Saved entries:

################

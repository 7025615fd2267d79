//! Coarse duration descriptors for bulk historical requests.
//!
//! The upstream data source will not accept an arbitrary `(start, end)` pair;
//! it wants one coarse "how far back" figure, and it rejects raw day counts
//! beyond a threshold, so multi-day spans must be expressed in weeks, months
//! or years. [`DurationDescriptor::from_span`] encodes the empirically-tuned
//! precedence table that maps a broken-down calendar span to the coarsest
//! unit that still covers it. Every branch rounds up, so the request always
//! yields at least as many bars as asked for.
//!
//! The thresholds 11 (months), 27 (days), 23 (hours) and the 6-day week
//! cutoff are calibration constants for the source's request-size limits.
//! They are not a general rounding rule and must not be "fixed".

use std::fmt;

use chrono::{Datelike, Months, NaiveDateTime};
use serde::Serialize;

const SECS_PER_MINUTE: i64 = 60;
const SECS_PER_HOUR: i64 = 60 * SECS_PER_MINUTE;
const SECS_PER_DAY: i64 = 24 * SECS_PER_HOUR;

/// Duration unit accepted by the upstream source.
#[derive(Debug, Clone, Copy, PartialEq, Eq, Serialize)]
pub enum DurationUnit {
    /// Seconds (`S`).
    Second,
    /// Calendar days (`D`).
    Day,
    /// Weeks (`W`).
    Week,
    /// Calendar months (`M`).
    Month,
    /// Calendar years (`Y`).
    Year,
}

impl DurationUnit {
    const fn letter(self) -> char {
        match self {
            DurationUnit::Second => 'S',
            DurationUnit::Day => 'D',
            DurationUnit::Week => 'W',
            DurationUnit::Month => 'M',
            DurationUnit::Year => 'Y',
        }
    }
}

/// How far back a bulk historical request reaches: magnitude × unit.
#[derive(Debug, Clone, Copy, PartialEq, Eq, Serialize)]
pub struct DurationDescriptor {
    /// Magnitude component.
    pub magnitude: u32,
    /// Unit component.
    pub unit: DurationUnit,
}

/// Wire form: `"<integer> <unit-letter>"`, e.g. `"7 M"`.
impl fmt::Display for DurationDescriptor {
    fn fmt(&self, f: &mut fmt::Formatter<'_>) -> fmt::Result {
        write!(f, "{} {}", self.magnitude, self.unit.letter())
    }
}

impl DurationDescriptor {
    /// Apply the precedence table, top to bottom, first match wins.
    pub fn from_span(span: Span) -> Self {
        let (magnitude, unit) = if span.years > 0 {
            (span.years + 1, DurationUnit::Year)
        } else if span.months == 11 {
            (1, DurationUnit::Year)
        } else if span.months > 0 {
            (span.months + 1, DurationUnit::Month)
        } else if span.days == 27 {
            (1, DurationUnit::Month)
        } else if span.days >= 6 {
            (span.days / 7 + 1, DurationUnit::Week)
        } else if span.days > 0 {
            (span.days + 1, DurationUnit::Day)
        } else if span.hours == 23 {
            (1, DurationUnit::Day)
        } else {
            (
                span.hours * 3_600 + span.minutes * 60 + span.seconds,
                DurationUnit::Second,
            )
        };
        Self { magnitude, unit }
    }

    /// Descriptor covering the wall-clock span from `start` to `end`.
    pub fn covering(start: NaiveDateTime, end: NaiveDateTime) -> Self {
        Self::from_span(Span::between(start, end))
    }
}

/// Broken-down absolute calendar difference between two instants.
#[derive(Debug, Clone, Copy, PartialEq, Eq, Default)]
pub struct Span {
    /// Whole years.
    pub years: u32,
    /// Whole months beyond the years, 0–11.
    pub months: u32,
    /// Whole days beyond the months.
    pub days: u32,
    /// Whole hours beyond the days, 0–23.
    pub hours: u32,
    /// Whole minutes beyond the hours, 0–59.
    pub minutes: u32,
    /// Whole seconds beyond the minutes, 0–59.
    pub seconds: u32,
}

impl Span {
    /// Break `end - start` into calendar components, `start <= end`.
    ///
    /// The month count anchors on `end`: it is the largest whole number of
    /// (day-clamped) calendar months that can be stepped back from `end`
    /// without passing `start`; the remainder is the exact second delta from
    /// `start` to that anchor, split into days/hours/minutes/seconds. This
    /// matches how the duration table was calibrated, clamping included
    /// (e.g. one month back from March 31 is the last day of February).
    pub fn between(start: NaiveDateTime, end: NaiveDateTime) -> Self {
        debug_assert!(start <= end, "span requires start <= end");

        let mut offset =
            (start.year() - end.year()) * 12 + start.month() as i32 - end.month() as i32;
        let mut anchor = shift_months(end, offset);
        while anchor < start {
            offset += 1;
            anchor = shift_months(end, offset);
        }

        let months_total = (-offset).max(0) as u32;
        let rem = (anchor - start).num_seconds().max(0);
        Span {
            years: months_total / 12,
            months: months_total % 12,
            days: (rem / SECS_PER_DAY) as u32,
            hours: (rem % SECS_PER_DAY / SECS_PER_HOUR) as u32,
            minutes: (rem % SECS_PER_HOUR / SECS_PER_MINUTE) as u32,
            seconds: (rem % SECS_PER_MINUTE) as u32,
        }
    }
}

fn shift_months(dt: NaiveDateTime, months: i32) -> NaiveDateTime {
    // Only unrepresentable at the edges of chrono's ±262k-year range.
    if months >= 0 {
        dt.checked_add_months(Months::new(months as u32))
    } else {
        dt.checked_sub_months(Months::new(months.unsigned_abs()))
    }
    .expect("month shift within datetime range")
}

#[cfg(test)]
mod tests {
    use chrono::NaiveDate;

    use super::*;

    fn dt(y: i32, m: u32, d: u32, h: u32, min: u32, s: u32) -> NaiveDateTime {
        NaiveDate::from_ymd_opt(y, m, d).unwrap().and_hms_opt(h, min, s).unwrap()
    }

    #[test]
    fn span_splits_months_and_remainder() {
        let span = Span::between(dt(2016, 1, 30, 0, 0, 0), dt(2016, 2, 28, 23, 0, 0));
        assert_eq!(
            span,
            Span { days: 29, hours: 23, ..Span::default() }
        );

        let span = Span::between(dt(2016, 2, 29, 0, 0, 0), dt(2016, 3, 29, 0, 0, 0));
        assert_eq!(span, Span { months: 1, ..Span::default() });

        let span = Span::between(dt(2016, 1, 2, 0, 0, 0), dt(2016, 12, 30, 0, 0, 0));
        assert_eq!(span, Span { months: 11, days: 28, ..Span::default() });

        let span = Span::between(dt(2015, 6, 1, 9, 30, 0), dt(2016, 11, 28, 16, 0, 0));
        assert_eq!(
            span,
            Span { years: 1, months: 5, days: 27, hours: 6, minutes: 30, ..Span::default() }
        );
    }

    #[test]
    fn span_of_equal_instants_is_zero() {
        let t = dt(2016, 11, 28, 16, 0, 0);
        assert_eq!(Span::between(t, t), Span::default());
    }

    #[test]
    fn table_precedence_first_match_wins() {
        let d = |span| DurationDescriptor::from_span(span).to_string();

        assert_eq!(d(Span { years: 1, months: 5, ..Span::default() }), "2 Y");
        assert_eq!(d(Span { months: 11, days: 28, ..Span::default() }), "1 Y");
        assert_eq!(d(Span { months: 6, days: 27, ..Span::default() }), "7 M");
        assert_eq!(d(Span { days: 27, hours: 12, ..Span::default() }), "1 M");
        assert_eq!(d(Span { days: 26, ..Span::default() }), "4 W");
        assert_eq!(d(Span { days: 7, ..Span::default() }), "2 W");
        assert_eq!(d(Span { days: 6, ..Span::default() }), "1 W");
        assert_eq!(d(Span { days: 5, hours: 23, ..Span::default() }), "6 D");
        assert_eq!(d(Span { days: 1, ..Span::default() }), "2 D");
        assert_eq!(d(Span { hours: 23, minutes: 59, ..Span::default() }), "1 D");
        assert_eq!(
            d(Span { hours: 6, minutes: 30, seconds: 2, ..Span::default() }),
            "23402 S"
        );
    }

    #[test]
    fn descriptor_magnitude_never_under_reports() {
        // Each branch rounds up: re-deriving the descriptor from a span equal
        // to the descriptor's own coarse size stays at or above it.
        let span = Span { days: 10, hours: 4, ..Span::default() };
        let desc = DurationDescriptor::from_span(span);
        assert_eq!(desc.to_string(), "2 W");
        assert!(desc.magnitude as i64 * 7 * 24 * 3_600 >= 10 * 24 * 3_600 + 4 * 3_600);
    }
}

################

Pull every line containing "struct" from the entries above and copy it.

pub struct DurationDescriptor {
pub struct Span {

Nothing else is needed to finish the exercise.